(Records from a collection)
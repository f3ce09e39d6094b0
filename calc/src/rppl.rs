use calc_core::{parser::prelude::parse_line, utils::prelude::Error};

use crate::cli::{read_line, stderr_buffer_writer};

const PROMPT: &str = "parse> ";

pub fn start(print_ast: bool) -> std::io::Result<()> {
	let buf_writer = stderr_buffer_writer();

	while let Some(input) = read_line(PROMPT)? {
		match input.as_str() {
			"" => {},
			".exit" => return Ok(()),
			_ => match parse_line(&input) {
				Ok(program) if print_ast => println!("{program:#?}"),
				Ok(program) => println!("{program}"),
				Err(error) => {
					let mut buf = buf_writer.buffer();
					Error::Parse { src: input, error }.pretty(&mut buf);
					buf_writer.print(&buf)?;
				}
			}
		}
	}

	Ok(())
}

Instructions to follow
Nothing but the lines from the one holding "filename calc/src/rppl.rs" to the end of the entries should be output, each exactly as it appears.

Response
filename calc/src/rppl.rs
use calc_core::{parser::prelude::parse_line, utils::prelude::Error};

use crate::cli::{read_line, stderr_buffer_writer};

const PROMPT: &str = "parse> ";

pub fn start(print_ast: bool) -> std::io::Result<()> {
	let buf_writer = stderr_buffer_writer();

	while let Some(input) = read_line(PROMPT)? {
		match input.as_str() {
			"" => {},
			".exit" => return Ok(()),
			_ => match parse_line(&input) {
				Ok(program) if print_ast => println!("{program:#?}"),
				Ok(program) => println!("{program}"),
				Err(error) => {
					let mut buf = buf_writer.buffer();
					Error::Parse { src: input, error }.pretty(&mut buf);
					buf_writer.print(&buf)?;
				}
			}
		}
	}

	Ok(())
}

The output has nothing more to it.